HTML code can be found on the website. Using requests, we successfully fetched the web page. The HTML of the webpage value is contained in the above cell page_ content [:1000]. We can also save it to a folder and view it locally within Jupyter by selecting “File > Open.”

with open('world-insurance.html','w',encoding = "utf-8") as file:
    file.write(page_content)

This page will look similar to the original page

Parse the HTML source code using beautifulsoup4

To decode the HTML source code of the web page downloaded in the previous section, we’ll use the Beautiful Soup Python library. We’ll also add a helper function.

!pip install beautifulsoup4 --upgrade --quiet
from bs4 import BeautifulSoup
doc = BeautifulSoup(response.text, 'html.parser')

We can use doc it to retrieve data from the web page once it has been parsed.

type(doc)
bs4.BeautifulSoup

doc.find('title')
World Top Insurance Companies by Market Value as on 2021

We were able to recover the headline from the website page, as shown above.

Let’s make a reusable helper function get page which can download a website page and generate a Beautiful Soup doc for every given URL.

def get_page(url):
    """Download a web page and return a beautiful soup doc"""
    # Download the webpage
    response = requests.get(url)
    
    # Check if the dowmload was successful
    if response.status_code != 200:
        raise Exception('Unable to download page {}'.format(url))
    
    # Get the page HTML
    page_contents = response.text
    
    # Create a bs4 doc
    doc = BeautifulSoup(response.text,'html.parser')
    return doc

We can even use the aforementioned function to obtain the URL of any website page. The status code will be returned by response.status_code in this case. A legitimate sequence number should be in the range (200–299). More on the status code. response.text returns the response’s html content. The term parser refers to a class called HTML Parser, which is used to parse HTML files whilst also web scraping.

Extract Company Names, CEOs, World Ranks, Market Capitalization, Annual Revenue, Number of Employees, Company URLs, etc.

All of the information can be retrieved from the web page’s li_tag.

Let’s make a variable that extracts the li_tag of the class row well clearfix.

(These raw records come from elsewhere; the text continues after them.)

//! Platform connection configuration

use std::fmt;
use std::time::Duration;

use serde::{Deserialize, Serialize};

use crate::impl_keyword_conversions;

/// Default HTTP request timeout in seconds.
pub const DEFAULT_TIMEOUT_SECS: u64 = 30;

/// Connection settings for one platform tenant.
#[derive(Clone, PartialEq, Eq, Serialize, Deserialize)]
pub struct PlatformConfig {
    /// Base URL of the tenant, e.g. `https://acme.example.com`.
    pub host: String,
    pub client_id: String,
    #[serde(skip_serializing)]
    pub client_secret: String,
    #[serde(default = "default_timeout_secs")]
    pub timeout_secs: u64,
    #[serde(default)]
    pub api: ApiVersions,
}

fn default_timeout_secs() -> u64 {
    DEFAULT_TIMEOUT_SECS
}

impl PlatformConfig {
    pub fn new(
        host: impl Into<String>,
        client_id: impl Into<String>,
        client_secret: impl Into<String>,
    ) -> Self {
        Self {
            host: host.into(),
            client_id: client_id.into(),
            client_secret: client_secret.into(),
            timeout_secs: DEFAULT_TIMEOUT_SECS,
            api: ApiVersions::default(),
        }
    }

    /// Host without a trailing slash, ready for path concatenation.
    pub fn base_url(&self) -> &str {
        self.host.trim_end_matches('/')
    }

    pub fn timeout(&self) -> Duration {
        Duration::from_secs(self.timeout_secs)
    }

    /// Check that every connection field is filled in.
    pub fn validate(&self) -> Result<(), String> {
        let missing: Vec<&str> = [
            ("host", self.host.trim()),
            ("client_id", self.client_id.trim()),
            ("client_secret", self.client_secret.trim()),
        ]
        .into_iter()
        .filter(|(_, value)| value.is_empty())
        .map(|(name, _)| name)
        .collect();

        if missing.is_empty() {
            Ok(())
        } else {
            Err(format!("missing platform settings: {}", missing.join(", ")))
        }
    }
}

impl fmt::Debug for PlatformConfig {
    fn fmt(&self, f: &mut fmt::Formatter<'_>) -> fmt::Result {
        f.debug_struct("PlatformConfig")
            .field("host", &self.host)
            .field("client_id", &self.client_id)
            .field("client_secret", &"[REDACTED]")
            .field("timeout_secs", &self.timeout_secs)
            .field("api", &self.api)
            .finish()
    }
}

/// Wire-schema versions to speak for resources the platform serves in
/// more than one shape.
#[derive(Debug, Clone, Copy, Default, PartialEq, Eq, Serialize, Deserialize)]
pub struct ApiVersions {
    #[serde(default)]
    pub hosted_pages: HostedPagesApi,
    #[serde(default)]
    pub template_groups: TemplateGroupsApi,
}

#[derive(Debug, Clone, Copy, Default, PartialEq, Eq, Serialize, Deserialize)]
#[serde(rename_all = "lowercase")]
pub enum HostedPagesApi {
    /// `hostedpages-srv`: one group document carrying every page.
    #[default]
    V3,
    /// `hosted-srv`: a group record plus one record per page.
    Legacy,
}

impl_keyword_conversions!(HostedPagesApi {
    V3 => "v3",
    Legacy => "legacy",
});

#[derive(Debug, Clone, Copy, Default, PartialEq, Eq, Serialize, Deserialize)]
#[serde(rename_all = "lowercase")]
pub enum TemplateGroupsApi {
    #[default]
    Notifications,
    Legacy,
}

impl_keyword_conversions!(TemplateGroupsApi {
    Notifications => "notifications",
    Legacy => "legacy",
});
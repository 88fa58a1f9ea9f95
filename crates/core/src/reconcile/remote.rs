//! Thin request helpers over the transport port

use std::sync::Arc;

use tenantform_domain::Result;
use tracing::debug;

use crate::codec::WireRequest;
use crate::transport_ports::{HttpMethod, PlatformTransport};

/// Shared handle reconcilers use to reach the platform.
#[derive(Clone)]
pub struct Remote {
    transport: Arc<dyn PlatformTransport>,
}

impl Remote {
    pub fn new(transport: Arc<dyn PlatformTransport>) -> Self {
        Self { transport }
    }

    /// Send a request and return the response body.
    pub async fn send(&self, request: WireRequest) -> Result<Vec<u8>> {
        debug!(method = %request.method, path = %request.path, "platform request");
        let response =
            self.transport.execute(request.method, &request.path, request.body).await?;
        Ok(response.body)
    }

    /// `GET` that maps not-found and empty bodies to `None`.
    pub async fn fetch(&self, path: &str) -> Result<Option<Vec<u8>>> {
        match self.transport.execute(HttpMethod::Get, path, None).await {
            Ok(response) if response.is_empty() => Ok(None),
            Ok(response) => Ok(Some(response.body)),
            Err(err) if err.is_not_found() => Ok(None),
            Err(err) => Err(err),
        }
    }

    /// `DELETE` that treats an already missing resource as deleted.
    pub async fn remove(&self, path: &str) -> Result<()> {
        match self.transport.execute(HttpMethod::Delete, path, None).await {
            Ok(_) => Ok(()),
            Err(err) if err.is_not_found() => {
                debug!(path, "resource already gone");
                Ok(())
            }
            Err(err) => Err(err),
        }
    }
}

impl std::fmt::Debug for Remote {
    fn fmt(&self, f: &mut std::fmt::Formatter<'_>) -> std::fmt::Result {
        f.debug_struct("Remote").finish_non_exhaustive()
    }
}
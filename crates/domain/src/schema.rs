//! Static attribute rules for resource plans
//!
//! Each plan type lists its attributes once, with a mutability flag and a
//! plain validation function. [`validate_plan`] runs the whole table and
//! turns failures into error diagnostics.

use crate::diagnostics::Diagnostics;
use crate::errors::ReconcileError;

/// How an attribute behaves across the resource lifecycle.
#[derive(Debug, Clone, Copy, PartialEq, Eq)]
pub enum Mutability {
    /// Declared by the plan, changed in place.
    Mutable,
    /// Assigned by the platform, carried over from observed state.
    Computed,
    /// Declared by the plan; a change means destroy and recreate.
    ReplaceOnChange,
}

/// Validation function for one attribute of plan `P`.
pub type RuleFn<P> = fn(&P) -> Result<(), String>;

pub struct AttributeRule<P> {
    pub name: &'static str,
    pub mutability: Mutability,
    pub validate: RuleFn<P>,
}

impl<P> AttributeRule<P> {
    pub const fn mutable(name: &'static str, validate: RuleFn<P>) -> Self {
        Self { name, mutability: Mutability::Mutable, validate }
    }

    pub const fn computed(name: &'static str) -> Self {
        Self { name, mutability: Mutability::Computed, validate: accept::<P> }
    }

    pub const fn replace_on_change(name: &'static str, validate: RuleFn<P>) -> Self {
        Self { name, mutability: Mutability::ReplaceOnChange, validate }
    }
}

/// Rule function that accepts every value.
pub fn accept<P>(_: &P) -> Result<(), String> {
    Ok(())
}

/// A resource plan with a static rule table.
pub trait PlanSchema: Sized + 'static {
    /// Observed state the plan is compared against.
    type State;

    /// Resource type name used in diagnostics.
    const RESOURCE: &'static str;

    fn attribute_rules() -> &'static [AttributeRule<Self>];

    /// Replace-on-change attributes whose planned value differs from `prior`.
    fn replacement_triggers(&self, prior: &Self::State) -> Vec<&'static str>;

    /// Non-blocking findings about the plan.
    fn warnings(&self) -> Diagnostics {
        Diagnostics::new()
    }

    fn validate(&self) -> Diagnostics {
        validate_plan(self)
    }
}

/// Whether applying a plan over existing state is an in-place update.
#[derive(Debug, Clone, PartialEq, Eq)]
pub enum ChangeAction {
    Update,
    Replace { attributes: Vec<&'static str> },
}

pub fn change_action<P: PlanSchema>(plan: &P, prior: &P::State) -> ChangeAction {
    let attributes = plan.replacement_triggers(prior);
    if attributes.is_empty() {
        ChangeAction::Update
    } else {
        ChangeAction::Replace { attributes }
    }
}

/// Run every attribute rule of `plan`, then append the plan's warnings.
pub fn validate_plan<P: PlanSchema>(plan: &P) -> Diagnostics {
    let mut diagnostics = Diagnostics::new();
    for rule in P::attribute_rules() {
        if let Err(message) = (rule.validate)(plan) {
            diagnostics.add_error(
                format!("Invalid {} attribute `{}`", P::RESOURCE, rule.name),
                ReconcileError::Validation(format!("{}: {message}", rule.name)),
            );
        }
    }
    diagnostics.append(plan.warnings());
    diagnostics
}

/// Names of the rules with the given mutability.
pub fn attributes_with<P: PlanSchema>(mutability: Mutability) -> Vec<&'static str> {
    P::attribute_rules()
        .iter()
        .filter(|rule| rule.mutability == mutability)
        .map(|rule| rule.name)
        .collect()
}

#[cfg(test)]
mod tests {
    use super::*;
    use crate::validation::length_at_least;

    struct Widget {
        name: String,
        size: i64,
    }

    fn widget_name(plan: &Widget) -> Result<(), String> {
        length_at_least(&plan.name, 1)
    }

    fn widget_size(plan: &Widget) -> Result<(), String> {
        crate::validation::at_least(plan.size, 0)
    }

    static WIDGET_RULES: &[AttributeRule<Widget>] = &[
        AttributeRule::computed("id"),
        AttributeRule::replace_on_change("name", widget_name),
        AttributeRule::mutable("size", widget_size),
    ];

    impl PlanSchema for Widget {
        type State = Widget;
        const RESOURCE: &'static str = "widget";

        fn attribute_rules() -> &'static [AttributeRule<Self>] {
            WIDGET_RULES
        }

        fn replacement_triggers(&self, prior: &Widget) -> Vec<&'static str> {
            if self.name == prior.name {
                Vec::new()
            } else {
                vec!["name"]
            }
        }
    }

    #[test]
    fn one_error_per_failed_rule() {
        let plan = Widget { name: String::new(), size: -1 };
        let diagnostics = plan.validate();
        assert_eq!(diagnostics.errors().count(), 2);
        assert!(diagnostics.iter().any(|d| d.summary.contains("`name`")));
    }

    #[test]
    fn valid_plan_has_no_diagnostics() {
        assert!(Widget { name: "w".into(), size: 3 }.validate().is_empty());
    }

    #[test]
    fn change_action_reports_replacement_attributes() {
        let prior = Widget { name: "a".into(), size: 1 };
        assert_eq!(
            change_action(&Widget { name: "a".into(), size: 9 }, &prior),
            ChangeAction::Update
        );
        assert_eq!(
            change_action(&Widget { name: "b".into(), size: 1 }, &prior),
            ChangeAction::Replace { attributes: vec!["name"] }
        );
    }

    #[test]
    fn attributes_by_mutability() {
        assert_eq!(attributes_with::<Widget>(Mutability::Computed), ["id"]);
        assert_eq!(attributes_with::<Widget>(Mutability::ReplaceOnChange), ["name"]);
    }
}
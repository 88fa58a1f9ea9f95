//! Error types used throughout reconciliation

use serde::{Deserialize, Serialize};
use thiserror::Error;

/// Failure while computing derived registration-field attributes.
#[derive(Error, Debug, Clone, PartialEq, Eq, Serialize, Deserialize)]
#[serde(tag = "type", content = "detail")]
pub enum DerivationError {
    #[error("field `{field_key}` has data type CONSENT but no consent reference")]
    MissingConsentRef { field_key: String },
}

/// Main error type for tenantform
#[derive(Error, Debug, Clone, PartialEq, Eq, Serialize, Deserialize)]
#[serde(tag = "type", content = "detail")]
pub enum ReconcileError {
    #[error("Authentication failed: {0}")]
    Auth(String),

    #[error("Transport error: {0}")]
    Transport(String),

    #[error("Request failed with status {status}: {body}")]
    Request { status: u16, body: String },

    #[error("Could not decode `{field}`: {message}")]
    Decode { field: String, message: String },

    #[error("Could not encode request: {0}")]
    Encode(String),

    #[error("Validation failed: {0}")]
    Validation(String),

    #[error("Derivation failed: {0}")]
    Derivation(#[from] DerivationError),

    #[error("Not found: {0}")]
    NotFound(String),

    #[error("Configuration error: {0}")]
    Config(String),
}

impl ReconcileError {
    /// Build a [`ReconcileError::Decode`] for a named wire field.
    pub fn decode(field: impl Into<String>, message: impl Into<String>) -> Self {
        Self::Decode { field: field.into(), message: message.into() }
    }

    /// `true` when the platform reported the entity missing.
    pub fn is_not_found(&self) -> bool {
        matches!(self, Self::Request { status: 404, .. } | Self::NotFound(_))
    }

    /// Whether repeating the same call later could succeed.
    ///
    /// Nothing in this workspace retries; the flag is for callers that do.
    pub fn is_retryable(&self) -> bool {
        match self {
            Self::Transport(_) => true,
            Self::Request { status, .. } => *status == 429 || *status >= 500,
            _ => false,
        }
    }

    /// Stable label used in structured logs.
    pub fn label(&self) -> &'static str {
        match self {
            Self::Auth(_) => "auth",
            Self::Transport(_) => "transport",
            Self::Request { .. } => "request",
            Self::Decode { .. } => "decode",
            Self::Encode(_) => "encode",
            Self::Validation(_) => "validation",
            Self::Derivation(_) => "derivation",
            Self::NotFound(_) => "not_found",
            Self::Config(_) => "config",
        }
    }
}

/// Free-function form of [`ReconcileError::label`] for logging call sites.
pub fn error_label(error: &ReconcileError) -> &'static str {
    error.label()
}

/// Result type alias for tenantform operations
pub type Result<T> = std::result::Result<T, ReconcileError>;
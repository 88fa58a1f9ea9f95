//! Custom registration fields
//!
//! The plan carries the primary attributes. Before every upsert the
//! derivation step in core expands a [`RegistrationFieldInput`] into the
//! complete record the platform expects.

use serde::{Deserialize, Serialize};

use crate::schema::{AttributeRule, PlanSchema};
use crate::validation::length_at_least;

#[derive(Debug, Clone, Default, PartialEq, Eq, Serialize, Deserialize)]
#[serde(default)]
pub struct RegistrationFieldPlan {
    /// Field key; also the identifier used for reads and deletes.
    pub field_key: String,
    pub data_type: String,
    pub required: bool,
    pub enabled: bool,
    pub read_only: bool,
    pub claimable: bool,
    pub parent_group_id: String,
    pub order: i64,
    pub consent_refs: Vec<String>,
}

/// Observed state of a registration field.
#[derive(Debug, Clone, Default, PartialEq, Eq, Serialize, Deserialize)]
pub struct RegistrationField {
    pub id: String,
    #[serde(flatten)]
    pub settings: RegistrationFieldPlan,
}

/// Primary attributes handed to the derivation step.
#[derive(Debug, Clone, Default, PartialEq, Eq)]
pub struct RegistrationFieldInput {
    /// Platform id; `None` on first create.
    pub id: Option<String>,
    pub settings: RegistrationFieldPlan,
}

impl RegistrationFieldInput {
    pub fn from_plan(plan: &RegistrationFieldPlan, prior: Option<&RegistrationField>) -> Self {
        Self {
            id: prior.map(|p| p.id.clone()).filter(|id| !id.is_empty()),
            settings: plan.clone(),
        }
    }
}

#[derive(Debug, Clone, Default, PartialEq, Eq, Serialize, Deserialize)]
pub struct ConsentLabel {
    pub label: String,
    pub label_text: String,
}

#[derive(Debug, Clone, Default, PartialEq, Eq, Serialize, Deserialize)]
pub struct LocaleText {
    pub locale: String,
    pub language: String,
    pub consent_label: ConsentLabel,
}

#[derive(Debug, Clone, Default, PartialEq, Eq, Serialize, Deserialize)]
pub struct FieldDefinition {
    pub language: String,
    pub locale: String,
}

/// Primary attributes plus every derived attribute, ready to encode.
#[derive(Debug, Clone, Default, PartialEq, Eq)]
pub struct RegistrationFieldComplete {
    pub id: Option<String>,
    pub settings: RegistrationFieldPlan,
    pub internal: bool,
    pub scopes: Vec<String>,
    pub is_group: bool,
    pub is_list: bool,
    pub field_type: String,
    pub base_data_type: String,
    pub field_definition: FieldDefinition,
    pub locale_text: LocaleText,
}

fn field_key(plan: &RegistrationFieldPlan) -> Result<(), String> {
    length_at_least(&plan.field_key, 1)
}

fn data_type(plan: &RegistrationFieldPlan) -> Result<(), String> {
    length_at_least(&plan.data_type, 1)
}

static REGISTRATION_FIELD_RULES: &[AttributeRule<RegistrationFieldPlan>] = &[
    AttributeRule::computed("id"),
    AttributeRule::replace_on_change("field_key", field_key),
    AttributeRule::mutable("data_type", data_type),
];

impl PlanSchema for RegistrationFieldPlan {
    type State = RegistrationField;
    const RESOURCE: &'static str = "registration_field";

    fn attribute_rules() -> &'static [AttributeRule<Self>] {
        REGISTRATION_FIELD_RULES
    }

    fn replacement_triggers(&self, prior: &RegistrationField) -> Vec<&'static str> {
        if self.field_key == prior.settings.field_key {
            Vec::new()
        } else {
            vec!["field_key"]
        }
    }
}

company_block = doc.find_all('li',class_='row well clearfix')

Extracting Company Names

Let’s write a helper function that will extract business names from a web page.

def name_of_companies(company_block):
    company_names = []
    for tag in company_block:
        c_name = tag.find('div',class_='field field--name-node-title field--type-ds field--label-hidden field--item')

        company_names.append(c_name.find('a').text)
    return company_names

Let us check the function name_of_companies

#Let's check the function
name_of_companies(company_block)
['BERKSHIRE HATHAWAY',
 'UNITEDHEALTH GROUP',
 'BANK OF AMERICA CORPORATION',
 'WELLS FARGO & COMPANY',
 'AIA GROUP',
 'ROYAL BANK OF CANADA',
 'PING AN INSURANCE (GROUP) COMPANY OF CHINA',
 'BANK OF CHINA',
 'STATE FARM',
 'TORONTO-DOMINION BANK']

Extracting CEOs Name

A helper function for extracting CEO names from web pages

def name_of_CEOs(company_block):
    CEO_names = []
    for tag in company_block:
        names = tag.find('div',class_='clearfix col-sm-12 field field--name-field-ceo field--type-entity-reference field--label-above')
        try:
            ceo = names.find('a').text
            CEO_names.append(ceo)
        except AttributeError:
            CEO_names.append(None)
    return CEO_names

Let Us Check the Function name_of_ceo

# Let's call the function
name_of_CEOs(company_block)
['Warren Buffett',
 'David S. Wichmann',
 'Brian Moynihan',
 'Charles W. Scharf',
 'Lee Yuan Siong',
 'David I. McKay',
 'Ma Mingzhe',
 'Gao Yingxin',
 None,
 'Bharat Masrani']

Extracting World Ranks

A helper function for obtaining World Ranks from a web page.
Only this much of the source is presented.